A critical gene that leads to the synthesis of a protein known as Knr4 could be the key to what makes some fungal pathogens so virulent. Focusing prevention strategies on disabling or modifying this gene or the protein it encodes for, could provide new pathways for disease control. 

In a newly published study, scientists at Rothamsted Research, in partnership with the University of Bath and the University of Exeter, used combined pathogen host modelling to map the cereal disease Fusarium interaction for the first time. This modelling looks at the genes that are active during infection and traces them to proteins that drive infection. 

Starting with a genome of over 14,000 genes, this targeted approach identified the protein Knr4 as a critical driver of infection for Fusarium Head Blight (FHB) and Septoria tritici blotch (STB) – two of the most common diseases of wheat. Knr4 is involved in regulating growth rate and sensitivity to stress, and appears to be necessary for full Fusarium virulence.
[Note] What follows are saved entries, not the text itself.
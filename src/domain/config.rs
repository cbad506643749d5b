//! Application configuration model.
//!
//! Loaded from `config.toml` by the infrastructure layer; every section and
//! field has a default so a missing or partial file is valid.

use std::path::PathBuf;

use serde::{Deserialize, Serialize};

/// Content database location.
#[derive(Debug, Clone, Serialize, Deserialize, Default)]
pub struct DatabaseConfig {
    /// Path to the content database (defaults to `<data_dir>/content.db`).
    #[serde(default)]
    pub path: Option<PathBuf>,
}

/// Limits applied by the request orchestrator.
#[derive(Debug, Clone, Serialize, Deserialize)]
pub struct RequestConfig {
    /// Maximum pages requested from one exporter before giving up.
    #[serde(default = "default_max_pages")]
    pub max_pages: u32,
}

impl Default for RequestConfig {
    fn default() -> Self {
        Self {
            max_pages: default_max_pages(),
        }
    }
}

const fn default_max_pages() -> u32 {
    500
}

/// Switches reproducing legacy behavior.
#[derive(Debug, Clone, Serialize, Deserialize, Default)]
pub struct CompatConfig {
    /// Run the organizer exporter against speaker records, as the legacy
    /// plugin did.
    #[serde(default)]
    pub organizer_uses_speaker_kind: bool,
}

/// Path configuration.
#[derive(Debug, Clone, Serialize, Deserialize, Default)]
pub struct PathConfig {
    /// Base data directory.
    #[serde(default)]
    pub data_dir: Option<PathBuf>,
}

/// Complete application configuration.
#[derive(Debug, Clone, Serialize, Deserialize, Default)]
pub struct AppConfig {
    #[serde(default)]
    pub database: DatabaseConfig,

    #[serde(default)]
    pub request: RequestConfig,

    #[serde(default)]
    pub compat: CompatConfig,

    #[serde(default)]
    pub paths: PathConfig,
}

impl AppConfig {
    /// Get the data directory, using default if not configured.
    #[must_use]
    pub fn data_dir(&self) -> PathBuf {
        self.paths
            .data_dir
            .clone()
            .unwrap_or_else(Self::default_data_dir)
    }

    /// Get the default data directory path.
    #[must_use]
    pub fn default_data_dir() -> PathBuf {
        dirs::home_dir()
            .unwrap_or_else(|| PathBuf::from("."))
            .join(".wcb-privacy")
    }

    /// Get the content database path.
    #[must_use]
    pub fn database_path(&self) -> PathBuf {
        self.database
            .path
            .clone()
            .unwrap_or_else(|| self.data_dir().join("content.db"))
    }

    /// Get the config file path.
    #[must_use]
    pub fn config_file_path(&self) -> PathBuf {
        self.data_dir().join("config.toml")
    }
}

#[cfg(test)]
mod tests {
    use super::*;

    #[test]
    fn test_default_config() {
        let config = AppConfig::default();
        assert_eq!(config.request.max_pages, 500);
        assert!(!config.compat.organizer_uses_speaker_kind);
        assert!(config.database_path().ends_with("content.db"));
    }

    #[test]
    fn test_database_path_override() {
        let mut config = AppConfig::default();
        config.paths.data_dir = Some(PathBuf::from("/srv/privacy"));
        assert_eq!(
            config.database_path(),
            PathBuf::from("/srv/privacy/content.db")
        );

        config.database.path = Some(PathBuf::from("/data/wordcamp.db"));
        assert_eq!(config.database_path(), PathBuf::from("/data/wordcamp.db"));
        assert_eq!(
            config.config_file_path(),
            PathBuf::from("/srv/privacy/config.toml")
        );
    }
}
//! wcb-privacy - personal-data exporters and erasers for WordCamp content.
//!
//! Speaker, sponsor and organizer posts hold personal data. This tool
//! registers one exporter and one eraser per post type and drives them for
//! an email address the way a data subject request does, page by page.
//!
//!   wcb-privacy import demos/fixtures.json                # Seed the content database
//!   wcb-privacy exporters                                 # Registered exporters/erasers
//!   wcb-privacy export a@x.com                            # Full export request
//!   wcb-privacy export a@x.com -k wcb_speaker -p 2        # One exporter page
//!   wcb-privacy -f json export a@x.com -o export.json     # Save as JSON
//!   wcb-privacy erase a@x.com                             # Eraser outcomes

mod application;
mod cli;
mod domain;
mod infrastructure;

use std::io::Write;
use std::path::Path;
use std::rc::Rc;

use clap::Parser;
use colored::Colorize;
use tracing_subscriber::{fmt, prelude::*, EnvFilter};

use application::{
    format_erase_results, format_items_table, format_json, format_page_markdown,
    format_registry_table, format_report_markdown, format_report_table, format_summary,
    import_fixture, parse_fixture, register_erasers, register_exporters, run_erase_request,
    run_export_request, Exporter, OutputFormat,
};
use cli::{Cli, Commands, ConfigAction};
use domain::{AppConfig, ContentKind};
use infrastructure::{ensure_config_exists, load_config, render_config, SqliteContentStore};

fn main() {
    let cli = Cli::parse();

    // Setup logging based on verbosity
    setup_logging(cli.verbose);

    if let Err(e) = run(cli) {
        eprintln!("{} {}", "Error:".red().bold(), e);
        std::process::exit(1);
    }
}

/// Main application logic.
fn run(cli: Cli) -> domain::Result<()> {
    let format = cli
        .output_format()
        .map_err(|e| domain::AppError::Config { message: e })?;

    // `config init` must work before the file exists
    let mut config = match &cli.command {
        Commands::Config {
            action: ConfigAction::Init,
        } => AppConfig::default(),
        _ => load_config(cli.config.as_deref())?,
    };
    if let Some(path) = cli.database {
        config.database.path = Some(path);
    }

    match cli.command {
        Commands::Exporters => {
            cmd_exporters(&config)?;
        }
        Commands::Export {
            email,
            kind,
            page,
            output,
        } => {
            cmd_export(&config, &email, kind, page, output.as_deref(), format)?;
        }
        Commands::Erase { email, kind } => {
            cmd_erase(&config, &email, kind, format)?;
        }
        Commands::Import { file } => {
            cmd_import(&config, &file)?;
        }
        Commands::Config { action } => {
            cmd_config(&config, cli.config.as_deref(), &action)?;
        }
    }

    Ok(())
}

/// Opens the content database and wires the exporter over it.
fn build_exporter(config: &AppConfig) -> domain::Result<Rc<Exporter>> {
    let store = Rc::new(SqliteContentStore::open(&config.database_path())?);
    let exporter = Exporter::from_store(store)
        .with_organizer_compat(config.compat.organizer_uses_speaker_kind);
    Ok(Rc::new(exporter))
}

/// List registered exporters and erasers.
fn cmd_exporters(config: &AppConfig) -> domain::Result<()> {
    let exporter = build_exporter(config)?;
    let exporters = register_exporters(&exporter);
    let erasers = register_erasers();

    println!("{}", format_registry_table(&exporters, &erasers));
    Ok(())
}

/// Export personal data for an email address.
fn cmd_export(
    config: &AppConfig,
    email: &str,
    kind: Option<ContentKind>,
    page: Option<u32>,
    output_path: Option<&Path>,
    format: OutputFormat,
) -> domain::Result<()> {
    let exporter = build_exporter(config)?;
    let exporters = register_exporters(&exporter);

    let content = match (kind, page) {
        (Some(kind), Some(page)) => {
            let registered = exporters
                .get(kind.id())
                .ok_or_else(|| domain::AppError::InvalidData {
                    message: format!("No exporter registered for {kind}"),
                })?;
            let result = (registered.callback)(email, page)?;

            match format {
                OutputFormat::Markdown => format_page_markdown(&result),
                OutputFormat::Json => format_json(&result).map_err(domain::AppError::json_parse)?,
                OutputFormat::Table => format_items_table(&result.data),
            }
        }
        _ => {
            let report = run_export_request(&exporters, email, kind, config.request.max_pages)?;
            if output_path.is_some() {
                println!("{}", format_summary(&report));
            }

            match format {
                OutputFormat::Markdown => format_report_markdown(&report),
                OutputFormat::Json => format_json(&report).map_err(domain::AppError::json_parse)?,
                OutputFormat::Table => format_report_table(&report),
            }
        }
    };

    match output_path {
        Some(path) => {
            let mut file = std::fs::File::create(path).map_err(|e| {
                domain::AppError::io(format!("Failed to create {}", path.display()), e)
            })?;
            file.write_all(content.as_bytes())
                .map_err(|e| domain::AppError::io("Failed to write file", e))?;
            println!("{} Export written to {}", "✓".green().bold(), path.display());
        }
        None => {
            println!("{content}");
        }
    }

    Ok(())
}

/// Run the erasers for an email address.
fn cmd_erase(
    config: &AppConfig,
    email: &str,
    kind: Option<ContentKind>,
    format: OutputFormat,
) -> domain::Result<()> {
    let erasers = register_erasers();
    let results = run_erase_request(&erasers, email, kind, config.request.max_pages)?;

    match format {
        OutputFormat::Json => {
            println!(
                "{}",
                format_json(&results).map_err(domain::AppError::json_parse)?
            );
        }
        OutputFormat::Markdown | OutputFormat::Table => {
            print!("{}", format_erase_results(&results));
        }
    }

    Ok(())
}

/// Create the content database and load a fixture into it.
fn cmd_import(config: &AppConfig, file: &Path) -> domain::Result<()> {
    let data = std::fs::read(file)
        .map_err(|e| domain::AppError::io(format!("Failed to read {}", file.display()), e))?;
    let fixture = parse_fixture(&data)?;

    let db_path = config.database_path();
    let store = SqliteContentStore::create(&db_path)?;
    let stats = import_fixture(&store, &fixture)?;

    println!(
        "{} Imported {} users, {} records ({} metadata entries) into {}",
        "✓".green().bold(),
        stats.users,
        stats.records,
        stats.meta,
        db_path.display()
    );

    Ok(())
}

/// Configuration file commands.
fn cmd_config(
    config: &AppConfig,
    explicit_path: Option<&Path>,
    action: &ConfigAction,
) -> domain::Result<()> {
    match action {
        ConfigAction::Init => {
            let path = explicit_path.map_or_else(|| config.config_file_path(), Path::to_path_buf);
            if ensure_config_exists(&path)? {
                println!("{} Created {}", "✓".green().bold(), path.display());
            } else {
                println!("Config already exists: {}", path.display());
            }
        }
        ConfigAction::Show => {
            println!("{}", render_config(config)?);
            println!("# database: {}", config.database_path().display());
        }
    }

    Ok(())
}

/// Setup tracing/logging based on verbosity level.
fn setup_logging(verbosity: u8) {
    let filter = match verbosity {
        0 => "warn",
        1 => "info",
        2 => "debug",
        _ => "trace",
    };

    let filter = EnvFilter::try_from_default_env().unwrap_or_else(|_| EnvFilter::new(filter));

    tracing_subscriber::registry()
        .with(
            fmt::layer()
                .with_target(false)
                .without_time()
                .with_writer(std::io::stderr),
        )
        .with(filter)
        .init();
}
Knocking the gene out in Fusarium saw a complete inability of the pathogen to spread in the wheat spike and a similar deletion also resulted in a drop in virulence of Septoria.
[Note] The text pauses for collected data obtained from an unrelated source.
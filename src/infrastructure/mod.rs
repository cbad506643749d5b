//! Infrastructure layer - external adapters (database, filesystem).
//!
//! This layer handles all I/O operations and external dependencies.

pub mod config;
pub mod sqlite_store;

pub use config::{ensure_config_exists, load_config, render_config};
pub use sqlite_store::SqliteContentStore;
//! Ownership matching.
//!
//! Decides which records belong to an email address. Speakers and sponsors
//! store an email directly; organizers only store the linked account, so
//! they can only be matched through the account's login or nice name.

use crate::domain::{ContentKind, Identity, IdentityResolver, QueryFilter, Result};

use super::fields::{SPEAKER_EMAIL_KEY, SPONSOR_EMAIL_KEY, USER_ID_KEY};

/// Builds the ownership filter for one content kind.
pub trait OwnershipFilterBuilder {
    /// Whether the filter depends on the account registered for the email.
    fn needs_identity(&self) -> bool;

    /// Filter matching records owned by `email` (and `identity`, if resolved).
    fn build(&self, email: &str, identity: Option<&Identity>) -> QueryFilter;
}

/// Direct `_wcb_speaker_email` match, or the linked account.
pub struct SpeakerOwnership;

/// Direct `_wcb_sponsor_email_address` match only.
pub struct SponsorOwnership;

/// Linked account only; nothing without a resolved account.
pub struct OrganizerOwnership;

impl OwnershipFilterBuilder for SpeakerOwnership {
    fn needs_identity(&self) -> bool {
        true
    }

    fn build(&self, email: &str, identity: Option<&Identity>) -> QueryFilter {
        let primary = QueryFilter::meta(SPEAKER_EMAIL_KEY, email);
        match identity.and_then(alias_filter) {
            Some(aliases) => QueryFilter::Or(vec![primary, aliases]),
            None => primary,
        }
    }
}

impl OwnershipFilterBuilder for SponsorOwnership {
    fn needs_identity(&self) -> bool {
        false
    }

    fn build(&self, email: &str, _identity: Option<&Identity>) -> QueryFilter {
        QueryFilter::meta(SPONSOR_EMAIL_KEY, email)
    }
}

impl OwnershipFilterBuilder for OrganizerOwnership {
    fn needs_identity(&self) -> bool {
        true
    }

    fn build(&self, _email: &str, identity: Option<&Identity>) -> QueryFilter {
        identity
            .and_then(alias_filter)
            .unwrap_or(QueryFilter::Nothing)
    }
}

/// `user_id = login OR user_id = nice name`, skipping empty aliases.
fn alias_filter(identity: &Identity) -> Option<QueryFilter> {
    let clauses: Vec<QueryFilter> = [&identity.login, &identity.display_alias]
        .into_iter()
        .filter(|alias| !alias.is_empty())
        .map(|alias| QueryFilter::meta(USER_ID_KEY, alias.as_str()))
        .collect();

    if clauses.is_empty() {
        None
    } else {
        Some(QueryFilter::Or(clauses))
    }
}

/// Ownership rule for a kind.
#[must_use]
pub fn builder_for(kind: ContentKind) -> &'static dyn OwnershipFilterBuilder {
    match kind {
        ContentKind::Speaker => &SpeakerOwnership,
        ContentKind::Sponsor => &SponsorOwnership,
        ContentKind::Organizer => &OrganizerOwnership,
    }
}

/// Builds the ownership filter for `kind`, resolving the account only when
/// the rule needs it.
///
/// # Errors
/// Returns the identity resolver's error unchanged.
pub fn build_filter(
    kind: ContentKind,
    email: &str,
    identities: &dyn IdentityResolver,
) -> Result<QueryFilter> {
    let builder = builder_for(kind);
    let identity = if builder.needs_identity() {
        identities.find_by_email(email)?
    } else {
        None
    };

    if builder.needs_identity() && identity.is_none() {
        tracing::debug!(kind = %kind, "No account registered for email");
    }

    Ok(builder.build(email, identity.as_ref()))
}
“This protein is only found in fungi, not in plants or animals,” said Dr Erika Kroll, who led the study. “This means that if we target Knr4, we may be able to reduce the infectivity of pathogenic fungi without harming the wheat crop, ourselves, or other animals. This could be a game-changer for controlling these serious pathogens.”   

Kroll believes that this gene discovery approach is best thought of as exploring a city map, where roads connect key locations like houses, stores, workplaces and recreation areas. In a biological network, the connections represent interactions between genes. Just as some intersections in a city are critical for traffic flow, certain genes serve as crucial "hubs" in the fungal network. If one of these essential genes is disrupted, such as Knr4, the network collapses, halting the fungus's ability to survive and spread.
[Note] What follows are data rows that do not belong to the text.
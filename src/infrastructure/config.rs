//! Configuration file management.
//!
//! Handles loading TOML configuration files and writing the default one.

use std::fs;
use std::path::Path;

use crate::domain::{AppConfig, AppError, Result};

/// Default configuration file content.
const DEFAULT_CONFIG: &str = r#"# wcb-privacy configuration
# Auto-generated - edit as needed

[database]
# Content database (optional, defaults to <data_dir>/content.db)
# path = "/var/lib/wordcamp/content.db"

[request]
# Maximum pages requested from one exporter before the request fails
max_pages = 500

[compat]
# Run the organizer exporter against speaker records, like the legacy plugin
organizer_uses_speaker_kind = false

[paths]
# Custom data directory (optional, defaults to ~/.wcb-privacy)
# data_dir = "/custom/path"
"#;

/// Load configuration from `path`, or from the default location.
///
/// A missing default file yields the default configuration; a missing
/// explicit file is an error.
///
/// # Errors
/// Returns error if file exists but cannot be read or parsed.
pub fn load_config(path: Option<&Path>) -> Result<AppConfig> {
    if let Some(path) = path {
        if !path.exists() {
            return Err(AppError::Config {
                message: format!("Config file not found: {}", path.display()),
            });
        }
        return load_config_from_file(path);
    }

    let config_path = AppConfig::default().config_file_path();
    if config_path.exists() {
        load_config_from_file(&config_path)
    } else {
        tracing::debug!("No config file, using defaults");
        Ok(AppConfig::default())
    }
}

/// Load configuration from a specific file.
///
/// # Errors
/// Returns error if file cannot be read or parsed.
pub fn load_config_from_file(path: &Path) -> Result<AppConfig> {
    let content = fs::read_to_string(path)
        .map_err(|e| AppError::io(format!("Failed to read config file: {}", path.display()), e))?;

    let config = toml::from_str(&content).map_err(|e| AppError::Config {
        message: format!("Failed to parse config file: {e}"),
    })?;

    tracing::debug!(path = %path.display(), "Configuration loaded");

    Ok(config)
}

/// Create the default configuration file at `path` if it doesn't exist.
///
/// Returns whether a file was written.
///
/// # Errors
/// Returns error if file cannot be created.
pub fn ensure_config_exists(path: &Path) -> Result<bool> {
    if path.exists() {
        return Ok(false);
    }

    if let Some(parent) = path.parent() {
        fs::create_dir_all(parent)
            .map_err(|e| AppError::io("Failed to create config directory", e))?;
    }

    fs::write(path, DEFAULT_CONFIG)
        .map_err(|e| AppError::io("Failed to create default config", e))?;

    tracing::info!(path = %path.display(), "Created default configuration");

    Ok(true)
}

/// Renders a configuration as TOML.
///
/// # Errors
/// Returns error if serialization fails.
pub fn render_config(config: &AppConfig) -> Result<String> {
    toml::to_string_pretty(config).map_err(|e| AppError::Config {
        message: format!("Failed to serialize config: {e}"),
    })
}

#[cfg(test)]
mod tests {
    use super::*;
    use tempfile::tempdir;

    #[test]
    fn test_default_config_parses() {
        let config: AppConfig = toml::from_str(DEFAULT_CONFIG).unwrap();
        assert_eq!(config.request.max_pages, 500);
        assert!(!config.compat.organizer_uses_speaker_kind);
        assert!(config.database.path.is_none());
    }

    #[test]
    fn test_partial_config_uses_defaults() {
        let config: AppConfig =
            toml::from_str("[compat]\norganizer_uses_speaker_kind = true\n").unwrap();
        assert!(config.compat.organizer_uses_speaker_kind);
        assert_eq!(config.request.max_pages, 500);
    }

    #[test]
    fn test_ensure_and_load() {
        let dir = tempdir().unwrap();
        let config_path = dir.path().join("nested").join("config.toml");

        assert!(ensure_config_exists(&config_path).unwrap());
        assert!(!ensure_config_exists(&config_path).unwrap());

        let loaded = load_config(Some(&config_path)).unwrap();
        assert_eq!(loaded.request.max_pages, 500);
    }

    #[test]
    fn test_render_and_reload() {
        let dir = tempdir().unwrap();
        let config_path = dir.path().join("config.toml");

        let mut config = AppConfig::default();
        config.request.max_pages = 7;
        config.database.path = Some(dir.path().join("content.db"));
        fs::write(&config_path, render_config(&config).unwrap()).unwrap();

        let loaded = load_config_from_file(&config_path).unwrap();
        assert_eq!(loaded.request.max_pages, 7);
        assert_eq!(loaded.database.path, config.database.path);
    }

    #[test]
    fn test_missing_explicit_config_is_error() {
        let dir = tempdir().unwrap();
        let err = load_config(Some(&dir.path().join("nope.toml"))).unwrap_err();
        assert!(matches!(err, AppError::Config { .. }));
    }

    #[test]
    fn test_invalid_config_is_error() {
        let dir = tempdir().unwrap();
        let config_path = dir.path().join("config.toml");
        fs::write(&config_path, "[request]\nmax_pages = \"many\"\n").unwrap();

        let err = load_config_from_file(&config_path).unwrap_err();
        assert!(matches!(err, AppError::Config { .. }));
    }
}
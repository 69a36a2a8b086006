//! Error type shared by every module of the crate.

use thiserror::Error;

/// The unified error type for the `date_bucketizer` crate.
#[derive(Debug, Error)]
pub enum BucketizerError {
    /// An argument was outside the accepted set (unknown granularity, inverted range).
    #[error("Invalid argument: {0}")]
    InvalidArgument(String),

    /// A conversion needed a bound that is neither set nor supplied as a fallback.
    #[error("Precondition failed: {0}")]
    Precondition(&'static str),

    /// Date arithmetic left the range chrono can represent.
    #[error("Date out of range: {0}")]
    OutOfRange(String),

    /// A timestamp string could not be parsed.
    #[error("Invalid timestamp {input:?}: {message}")]
    Parse {
        /// The offending input.
        input: String,
        /// What went wrong.
        message: String,
    },

    /// An error related to configuration.
    #[error("Configuration error: {0}")]
    Config(String),

    /// A generic I/O error.
    #[error("I/O error")]
    Io(#[from] std::io::Error),
}

/// Crate-wide result alias.
pub type Result<T> = std::result::Result<T, BucketizerError>;
//! Bucketizer configuration: parsing, validation, and loading.
//!
//! A TOML document describes one bucketizer:
//!
//! ```toml
//! granularity = "hour"
//! start = "1980-02-02T03:04:05Z"
//! end = "1980-02-03T00:00:00Z"
//! ```
//!
//! Every key is optional; a missing granularity means day, missing bounds stay
//! unset so callers can supply fallbacks (for example the min/max of the data).
//!
//! Entrypoints:
//! - Parse from a TOML string: [`load_config_str`]
//! - Parse from a file path: [`load_config_path`]
//! - Turn a config into a ready bucketizer: [`BucketizerConfig::build`]

use std::path::Path;

use chrono::{DateTime, Utc};
use serde::{Deserialize, Serialize};

use crate::{
    bucketizer::DateBucketizer,
    error::{BucketizerError, Result},
    granularity::Granularity,
};

/// Declarative description of a bucketizer.
#[derive(Debug, Clone, Default, PartialEq, Eq, Deserialize, Serialize)]
#[serde(deny_unknown_fields)]
pub struct BucketizerConfig {
    /// Bucket granularity (`"hour"`, `"day"`, `"month"`).
    #[serde(default)]
    pub granularity: Granularity,
    /// Inclusive start (RFC-3339).
    pub start: Option<DateTime<Utc>>,
    /// End of bucketing (RFC-3339).
    pub end: Option<DateTime<Utc>>,
}

impl BucketizerConfig {
    /// Overlays explicitly given values on top of this config.
    ///
    /// `None` leaves the existing value in place.
    pub fn merge(
        mut self,
        granularity: Option<Granularity>,
        start: Option<DateTime<Utc>>,
        end: Option<DateTime<Utc>>,
    ) -> Self {
        if let Some(g) = granularity {
            self.granularity = g;
        }
        self.start = start.or(self.start);
        self.end = end.or(self.end);
        self
    }

    /// Validates the range and constructs a configured [`DateBucketizer`].
    ///
    /// Errors:
    /// - [`BucketizerError::Config`] when both bounds are set and `end < start`.
    pub fn build(&self) -> Result<DateBucketizer> {
        if let (Some(start), Some(end)) = (self.start, self.end)
            && end < start
        {
            return Err(BucketizerError::Config(format!(
                "end ({end}) must not be before start ({start})"
            )));
        }
        let mut b = DateBucketizer::with_granularity(self.granularity);
        b.set_start_date(self.start);
        b.set_end_date(self.end);
        Ok(b)
    }
}

/// Parse a bucketizer config from a TOML string.
pub fn load_config_str(toml_str: &str) -> Result<BucketizerConfig> {
    toml::from_str(toml_str)
        .map_err(|e| BucketizerError::Config(format!("failed to parse config TOML: {e}")))
}

/// Read a config TOML file from disk and parse it.
///
/// See [`load_config_str`] for parsing details.
pub fn load_config_path(path: impl AsRef<Path>) -> Result<BucketizerConfig> {
    let text = std::fs::read_to_string(path.as_ref())?;
    load_config_str(&text)
        .map_err(|e| BucketizerError::Config(format!("{}: {e}", path.as_ref().display())))
}
//! Small helpers shared by the workspace binaries.

#![deny(missing_docs)]

pub mod env;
The five highest global contributors to wheat yield and quality losses are all fungal diseases and include Fusarium Head Blight disease (FHB) and Septoria tritici blotch disease (STB), which each account for around 2-3% of wheat losses globally. With mounting challenges in fungal control and increasing restrictions on fungicide use due to environmental concerns, there is an urgent need for innovative control strategies.

This could be achieved through the development of chemical fungicides that disrupt the protein's function or through the application of RNA interference techniques that would reduce fungal gene expression. Stricter regulation of fungicides is contributing to growing pathogen resistance as fewer chemicals can be used for control. 

“There is a pressing need to identify new target sites for control. This research not only advances our understanding of mechanisms required for full fungal virulence but also offers promising directions for the development of effective strategies for disease control in agriculture,” said Kroll.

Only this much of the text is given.